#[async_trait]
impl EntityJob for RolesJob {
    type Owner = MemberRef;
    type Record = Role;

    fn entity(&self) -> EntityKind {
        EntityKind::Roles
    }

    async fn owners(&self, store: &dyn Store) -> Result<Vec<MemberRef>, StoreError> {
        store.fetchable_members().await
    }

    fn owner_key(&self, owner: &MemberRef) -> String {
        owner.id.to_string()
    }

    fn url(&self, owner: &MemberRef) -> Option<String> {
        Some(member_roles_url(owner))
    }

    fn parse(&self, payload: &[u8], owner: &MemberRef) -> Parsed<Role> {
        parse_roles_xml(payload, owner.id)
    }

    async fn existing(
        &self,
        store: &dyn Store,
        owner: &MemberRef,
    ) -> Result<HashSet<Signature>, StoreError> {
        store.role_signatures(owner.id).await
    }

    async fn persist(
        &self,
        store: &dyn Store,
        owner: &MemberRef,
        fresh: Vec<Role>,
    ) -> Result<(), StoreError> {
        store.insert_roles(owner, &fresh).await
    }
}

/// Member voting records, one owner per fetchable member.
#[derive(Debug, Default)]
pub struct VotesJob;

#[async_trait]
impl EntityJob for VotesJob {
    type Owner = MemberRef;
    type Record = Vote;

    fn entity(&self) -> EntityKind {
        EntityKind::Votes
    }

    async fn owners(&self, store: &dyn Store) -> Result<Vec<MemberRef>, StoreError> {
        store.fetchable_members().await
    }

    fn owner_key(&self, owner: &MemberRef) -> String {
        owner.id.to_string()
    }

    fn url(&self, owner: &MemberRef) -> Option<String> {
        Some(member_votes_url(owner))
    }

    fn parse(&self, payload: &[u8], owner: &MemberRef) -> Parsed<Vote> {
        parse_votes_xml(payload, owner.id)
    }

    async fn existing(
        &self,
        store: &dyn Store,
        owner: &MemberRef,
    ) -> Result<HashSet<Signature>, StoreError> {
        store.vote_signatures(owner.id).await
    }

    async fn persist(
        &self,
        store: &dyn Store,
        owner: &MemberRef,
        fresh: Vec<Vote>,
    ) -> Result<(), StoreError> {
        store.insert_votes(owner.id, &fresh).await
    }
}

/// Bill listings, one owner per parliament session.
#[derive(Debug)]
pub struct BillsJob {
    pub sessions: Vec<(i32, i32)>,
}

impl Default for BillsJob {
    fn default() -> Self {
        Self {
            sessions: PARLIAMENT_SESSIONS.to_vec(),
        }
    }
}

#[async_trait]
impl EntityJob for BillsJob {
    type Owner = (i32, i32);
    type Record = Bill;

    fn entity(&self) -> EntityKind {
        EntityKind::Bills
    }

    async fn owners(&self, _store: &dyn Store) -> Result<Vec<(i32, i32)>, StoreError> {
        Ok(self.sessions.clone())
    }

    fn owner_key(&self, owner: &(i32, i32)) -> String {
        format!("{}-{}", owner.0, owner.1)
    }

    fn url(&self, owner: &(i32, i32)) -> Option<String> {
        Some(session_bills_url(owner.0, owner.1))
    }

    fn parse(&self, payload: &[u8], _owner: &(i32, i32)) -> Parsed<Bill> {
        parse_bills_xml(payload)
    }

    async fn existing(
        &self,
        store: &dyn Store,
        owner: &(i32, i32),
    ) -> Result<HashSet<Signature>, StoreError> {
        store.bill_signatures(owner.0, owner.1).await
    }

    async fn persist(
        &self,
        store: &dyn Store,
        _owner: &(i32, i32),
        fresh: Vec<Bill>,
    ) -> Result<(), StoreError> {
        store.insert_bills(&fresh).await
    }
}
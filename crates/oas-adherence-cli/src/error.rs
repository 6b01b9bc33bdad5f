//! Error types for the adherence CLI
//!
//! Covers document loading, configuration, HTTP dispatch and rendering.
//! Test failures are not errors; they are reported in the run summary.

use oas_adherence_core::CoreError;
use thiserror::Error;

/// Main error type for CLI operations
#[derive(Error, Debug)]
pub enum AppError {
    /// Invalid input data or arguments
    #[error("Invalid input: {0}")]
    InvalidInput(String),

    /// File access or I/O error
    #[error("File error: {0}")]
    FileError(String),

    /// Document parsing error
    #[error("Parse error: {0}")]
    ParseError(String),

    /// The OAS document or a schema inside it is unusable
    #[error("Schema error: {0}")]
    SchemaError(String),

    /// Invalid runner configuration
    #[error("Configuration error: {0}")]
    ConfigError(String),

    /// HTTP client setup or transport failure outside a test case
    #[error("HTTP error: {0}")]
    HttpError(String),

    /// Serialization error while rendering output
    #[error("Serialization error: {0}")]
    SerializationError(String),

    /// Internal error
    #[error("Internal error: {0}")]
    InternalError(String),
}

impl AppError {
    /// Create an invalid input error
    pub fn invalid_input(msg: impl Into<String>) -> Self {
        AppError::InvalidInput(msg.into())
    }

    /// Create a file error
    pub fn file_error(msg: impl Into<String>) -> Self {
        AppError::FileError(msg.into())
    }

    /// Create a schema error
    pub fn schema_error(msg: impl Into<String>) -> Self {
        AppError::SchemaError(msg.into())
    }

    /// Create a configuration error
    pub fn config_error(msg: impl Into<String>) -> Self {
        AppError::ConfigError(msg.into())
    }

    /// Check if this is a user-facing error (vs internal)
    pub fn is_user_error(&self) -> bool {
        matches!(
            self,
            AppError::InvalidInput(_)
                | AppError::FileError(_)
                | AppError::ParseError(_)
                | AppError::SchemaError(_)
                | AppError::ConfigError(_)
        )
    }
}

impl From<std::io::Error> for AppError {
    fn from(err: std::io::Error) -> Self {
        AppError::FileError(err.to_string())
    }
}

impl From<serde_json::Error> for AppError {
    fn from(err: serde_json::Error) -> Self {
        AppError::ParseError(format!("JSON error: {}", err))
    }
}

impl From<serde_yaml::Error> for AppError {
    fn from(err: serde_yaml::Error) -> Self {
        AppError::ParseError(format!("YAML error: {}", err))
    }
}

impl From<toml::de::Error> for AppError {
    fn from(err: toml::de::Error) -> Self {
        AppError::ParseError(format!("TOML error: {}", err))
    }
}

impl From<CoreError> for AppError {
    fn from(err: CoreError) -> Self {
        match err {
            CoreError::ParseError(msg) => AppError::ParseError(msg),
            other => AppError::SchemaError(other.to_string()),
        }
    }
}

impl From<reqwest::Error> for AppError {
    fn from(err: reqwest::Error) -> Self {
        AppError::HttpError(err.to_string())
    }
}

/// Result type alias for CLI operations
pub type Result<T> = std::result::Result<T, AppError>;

WORK TASK
Your response must consist of every line above, reproduced exactly.

ANSWER SPACE
#[async_trait]
impl EntityJob for RolesJob {
    type Owner = MemberRef;
    type Record = Role;

    fn entity(&self) -> EntityKind {
        EntityKind::Roles
    }

    async fn owners(&self, store: &dyn Store) -> Result<Vec<MemberRef>, StoreError> {
        store.fetchable_members().await
    }

    fn owner_key(&self, owner: &MemberRef) -> String {
        owner.id.to_string()
    }

    fn url(&self, owner: &MemberRef) -> Option<String> {
        Some(member_roles_url(owner))
    }

    fn parse(&self, payload: &[u8], owner: &MemberRef) -> Parsed<Role> {
        parse_roles_xml(payload, owner.id)
    }

    async fn existing(
        &self,
        store: &dyn Store,
        owner: &MemberRef,
    ) -> Result<HashSet<Signature>, StoreError> {
        store.role_signatures(owner.id).await
    }

    async fn persist(
        &self,
        store: &dyn Store,
        owner: &MemberRef,
        fresh: Vec<Role>,
    ) -> Result<(), StoreError> {
        store.insert_roles(owner, &fresh).await
    }
}

/// Member voting records, one owner per fetchable member.
#[derive(Debug, Default)]
pub struct VotesJob;

#[async_trait]
impl EntityJob for VotesJob {
    type Owner = MemberRef;
    type Record = Vote;

    fn entity(&self) -> EntityKind {
        EntityKind::Votes
    }

    async fn owners(&self, store: &dyn Store) -> Result<Vec<MemberRef>, StoreError> {
        store.fetchable_members().await
    }

    fn owner_key(&self, owner: &MemberRef) -> String {
        owner.id.to_string()
    }

    fn url(&self, owner: &MemberRef) -> Option<String> {
        Some(member_votes_url(owner))
    }

    fn parse(&self, payload: &[u8], owner: &MemberRef) -> Parsed<Vote> {
        parse_votes_xml(payload, owner.id)
    }

    async fn existing(
        &self,
        store: &dyn Store,
        owner: &MemberRef,
    ) -> Result<HashSet<Signature>, StoreError> {
        store.vote_signatures(owner.id).await
    }

    async fn persist(
        &self,
        store: &dyn Store,
        owner: &MemberRef,
        fresh: Vec<Vote>,
    ) -> Result<(), StoreError> {
        store.insert_votes(owner.id, &fresh).await
    }
}

/// Bill listings, one owner per parliament session.
#[derive(Debug)]
pub struct BillsJob {
    pub sessions: Vec<(i32, i32)>,
}

impl Default for BillsJob {
    fn default() -> Self {
        Self {
            sessions: PARLIAMENT_SESSIONS.to_vec(),
        }
    }
}

#[async_trait]
impl EntityJob for BillsJob {
    type Owner = (i32, i32);
    type Record = Bill;

    fn entity(&self) -> EntityKind {
        EntityKind::Bills
    }

    async fn owners(&self, _store: &dyn Store) -> Result<Vec<(i32, i32)>, StoreError> {
        Ok(self.sessions.clone())
    }

    fn owner_key(&self, owner: &(i32, i32)) -> String {
        format!("{}-{}", owner.0, owner.1)
    }

    fn url(&self, owner: &(i32, i32)) -> Option<String> {
        Some(session_bills_url(owner.0, owner.1))
    }

    fn parse(&self, payload: &[u8], _owner: &(i32, i32)) -> Parsed<Bill> {
        parse_bills_xml(payload)
    }

    async fn existing(
        &self,
        store: &dyn Store,
        owner: &(i32, i32),
    ) -> Result<HashSet<Signature>, StoreError> {
        store.bill_signatures(owner.0, owner.1).await
    }

    async fn persist(
        &self,
        store: &dyn Store,
        _owner: &(i32, i32),
        fresh: Vec<Bill>,
    ) -> Result<(), StoreError> {
        store.insert_bills(&fresh).await
    }
}
filename crates/oas-adherence-cli/src/error.rs
repository 6b01b9bc33bdad5f
//! Error types for the adherence CLI
//!
//! Covers document loading, configuration, HTTP dispatch and rendering.
//! Test failures are not errors; they are reported in the run summary.

use oas_adherence_core::CoreError;
use thiserror::Error;

/// Main error type for CLI operations
#[derive(Error, Debug)]
pub enum AppError {
    /// Invalid input data or arguments
    #[error("Invalid input: {0}")]
    InvalidInput(String),

    /// File access or I/O error
    #[error("File error: {0}")]
    FileError(String),

    /// Document parsing error
    #[error("Parse error: {0}")]
    ParseError(String),

    /// The OAS document or a schema inside it is unusable
    #[error("Schema error: {0}")]
    SchemaError(String),

    /// Invalid runner configuration
    #[error("Configuration error: {0}")]
    ConfigError(String),

    /// HTTP client setup or transport failure outside a test case
    #[error("HTTP error: {0}")]
    HttpError(String),

    /// Serialization error while rendering output
    #[error("Serialization error: {0}")]
    SerializationError(String),

    /// Internal error
    #[error("Internal error: {0}")]
    InternalError(String),
}

impl AppError {
    /// Create an invalid input error
    pub fn invalid_input(msg: impl Into<String>) -> Self {
        AppError::InvalidInput(msg.into())
    }

    /// Create a file error
    pub fn file_error(msg: impl Into<String>) -> Self {
        AppError::FileError(msg.into())
    }

    /// Create a schema error
    pub fn schema_error(msg: impl Into<String>) -> Self {
        AppError::SchemaError(msg.into())
    }

    /// Create a configuration error
    pub fn config_error(msg: impl Into<String>) -> Self {
        AppError::ConfigError(msg.into())
    }

    /// Check if this is a user-facing error (vs internal)
    pub fn is_user_error(&self) -> bool {
        matches!(
            self,
            AppError::InvalidInput(_)
                | AppError::FileError(_)
                | AppError::ParseError(_)
                | AppError::SchemaError(_)
                | AppError::ConfigError(_)
        )
    }
}

impl From<std::io::Error> for AppError {
    fn from(err: std::io::Error) -> Self {
        AppError::FileError(err.to_string())
    }
}

impl From<serde_json::Error> for AppError {
    fn from(err: serde_json::Error) -> Self {
        AppError::ParseError(format!("JSON error: {}", err))
    }
}

impl From<serde_yaml::Error> for AppError {
    fn from(err: serde_yaml::Error) -> Self {
        AppError::ParseError(format!("YAML error: {}", err))
    }
}

impl From<toml::de::Error> for AppError {
    fn from(err: toml::de::Error) -> Self {
        AppError::ParseError(format!("TOML error: {}", err))
    }
}

impl From<CoreError> for AppError {
    fn from(err: CoreError) -> Self {
        match err {
            CoreError::ParseError(msg) => AppError::ParseError(msg),
            other => AppError::SchemaError(other.to_string()),
        }
    }
}

impl From<reqwest::Error> for AppError {
    fn from(err: reqwest::Error) -> Self {
        AppError::HttpError(err.to_string())
    }
}

/// Result type alias for CLI operations
pub type Result<T> = std::result::Result<T, AppError>;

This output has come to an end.